In line with the findings of previous studies (16, 30, 39), our findings also indicated financial factors, fruit and vegetable prices, and inadequate family support as the most significant barriers to fruit and vegetable consumption by the elderly. Moreover, findings revealed that the most important external cues to fruit and vegetable consumption were television and family and relatives. These findings are in line with the findings reported by Sharifirad et al. (40). Media coverage of health-related issues has turned media into the most significant source of health-related information for homebound elderly people.

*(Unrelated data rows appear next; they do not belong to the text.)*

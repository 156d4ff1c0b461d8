use tracing_subscriber::EnvFilter;

/// Errors raised while installing the global subscriber
#[derive(Debug, thiserror::Error)]
pub enum InitError {
    /// The filter directive could not be parsed
    #[error("Invalid log filter '{directive}': {message}")]
    InvalidFilter { directive: String, message: String },

    /// A global subscriber was already installed
    #[error("Logger already initialized or failed to set global default subscriber: {0}")]
    AlreadyInitialized(String),
}

/// Settings for the process-wide `tracing` subscriber
///
/// The wrappers never require this: any subscriber works with [`super::TracingSink`].
/// It exists for binaries and demos that want sensible output with one call.
#[derive(Debug, Clone)]
pub struct LogConfig {
    /// Filter directive used when `RUST_LOG` is not set (e.g. `"rust_database_logger=debug"`)
    pub filter: String,
    /// Emit ANSI colour codes
    pub ansi: bool,
    /// Include the event target in each line
    pub with_target: bool,
}

impl Default for LogConfig {
    fn default() -> Self {
        Self {
            filter: "info".to_string(),
            ansi: true,
            with_target: true,
        }
    }
}

impl LogConfig {
    /// Configuration that shows every record the wrappers emit
    pub fn verbose() -> Self {
        Self {
            filter: "rust_database_logger=trace".to_string(),
            ..Self::default()
        }
    }

    /// Set the fallback filter directive
    pub fn filter<S: Into<String>>(mut self, filter: S) -> Self {
        self.filter = filter.into();
        self
    }

    /// Enable or disable ANSI colours
    pub fn ansi(mut self, ansi: bool) -> Self {
        self.ansi = ansi;
        self
    }

    /// Build the effective filter; `RUST_LOG` takes precedence
    pub fn env_filter(&self) -> Result<EnvFilter, InitError> {
        match EnvFilter::try_from_default_env() {
            Ok(filter) => Ok(filter),
            Err(_) => EnvFilter::try_new(&self.filter).map_err(|e| InitError::InvalidFilter {
                directive: self.filter.clone(),
                message: e.to_string(),
            }),
        }
    }
}

/// Install a global fmt subscriber built from `config`
pub fn init_subscriber(config: &LogConfig) -> Result<(), InitError> {
    let filter = config.env_filter()?;

    tracing_subscriber::fmt()
        .with_env_filter(filter)
        .with_ansi(config.ansi)
        .with_target(config.with_target)
        .try_init()
        .map_err(|e| InitError::AlreadyInitialized(e.to_string()))
}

Furthermore, we found that the mean scores of knowledge and self-efficacy among participating elderly people were low, while the mean scores of perceived susceptibility and severity were in the moderate range. These findings denote that most elderly people have limited information about or are inattentive to the importance of nutrition for functional constipation management, their susceptibility to functional constipation, and the severity of the complications of inadequate fruit and vegetable consumption. Moreover, these findings imply that not only the elderly do not pay attention to the benefits of fruit and vegetable consumption, but also there are many barriers to fruit and vegetable consumption.
4.1. Conclusions
Study findings have revealed that fruit and vegetable consumption is lower among the elderly than the recommended levels. Moreover, some components of HBM including perceived severity, perceived self-efficacy, perceived benefits, and knowledge are significant predictors of fruit and vegetable consumption. Therefore, HBM-based educational interventions can be helpful in promoting the consumption of fruit and vegetable in the elderly.